(Exercise data):
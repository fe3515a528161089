use wasm_bindgen::prelude::Closure;
use wasm_bindgen::{JsCast, JsValue};
use web_sys::js_sys;
use web_sys::{IntersectionObserver, IntersectionObserverEntry, IntersectionObserverInit};
use yew::prelude::*;

/// Share of the element that must be on screen before it counts as seen.
const REVEAL_THRESHOLD: f64 = 0.15;

/// Becomes `true` the first time `node` scrolls into the viewport and stays
/// `true` for the life of the calling component.
///
/// Browsers without `IntersectionObserver` get the content shown right away.
#[hook]
pub fn use_reveal(node: NodeRef) -> bool {
    let visible = use_state(|| false);

    {
        let visible = visible.clone();
        use_effect_with_deps(
            move |node: &NodeRef| {
                let element = node.cast::<web_sys::Element>();
                let destructor: Box<dyn FnOnce()> = match element {
                    Some(element) => {
                        let callback = Closure::<dyn FnMut(js_sys::Array, IntersectionObserver)>::new({
                            let visible = visible.clone();
                            move |entries: js_sys::Array, observer: IntersectionObserver| {
                                let seen = entries.iter().any(|entry| {
                                    entry
                                        .dyn_into::<IntersectionObserverEntry>()
                                        .map(|entry| entry.is_intersecting())
                                        .unwrap_or(false)
                                });
                                if seen {
                                    visible.set(true);
                                    observer.disconnect();
                                }
                            }
                        });

                        let options = IntersectionObserverInit::new();
                        options.set_threshold(&JsValue::from_f64(REVEAL_THRESHOLD));

                        let observer = IntersectionObserver::new_with_options(
                            callback.as_ref().unchecked_ref(),
                            &options,
                        );
                        match observer {
                            Ok(observer) => {
                                observer.observe(&element);
                                Box::new(move || {
                                    observer.disconnect();
                                    drop(callback);
                                })
                            }
                            Err(e) => {
                                log::warn!("IntersectionObserver unavailable: {:?}", e);
                                visible.set(true);
                                Box::new(|| ())
                            }
                        }
                    }
                    None => Box::new(|| ()),
                };
                move || destructor()
            },
            node,
        );
    }

    *visible
}

#[derive(Properties, PartialEq)]
pub struct RevealProps {
    #[prop_or_default]
    pub children: Children,
    #[prop_or_default]
    pub class: Classes,
    /// Stagger, applied as a CSS transition delay.
    #[prop_or_default]
    pub delay_ms: u32,
    #[prop_or_default]
    pub id: Option<AttrValue>,
}

/// Fades and slides its children in once they scroll into view.
#[function_component(Reveal)]
pub fn reveal(props: &RevealProps) -> Html {
    let node = use_node_ref();
    let visible = use_reveal(node.clone());

    let style = (props.delay_ms > 0).then(|| format!("transition-delay: {}ms;", props.delay_ms));

    html! {
        <div
            ref={node}
            id={props.id.clone()}
            class={classes!("reveal", visible.then_some("is-visible"), props.class.clone())}
            style={style}
        >
            { for props.children.iter() }
        </div>
    }
}

pub const REVEAL_CSS: &str = r#"
    .reveal {
        opacity: 0;
        transform: translateY(40px);
        transition: opacity 0.8s ease-out, transform 0.8s ease-out;
    }
    .reveal.is-visible {
        opacity: 1;
        transform: none;
    }
    @media (prefers-reduced-motion: reduce) {
        .reveal {
            opacity: 1;
            transform: none;
            transition: none;
        }
    }
"#;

(Task details): Every line holding the word "false" should be copied out of the material.

(Task result):
    let visible = use_state(|| false);
                                        .unwrap_or(false)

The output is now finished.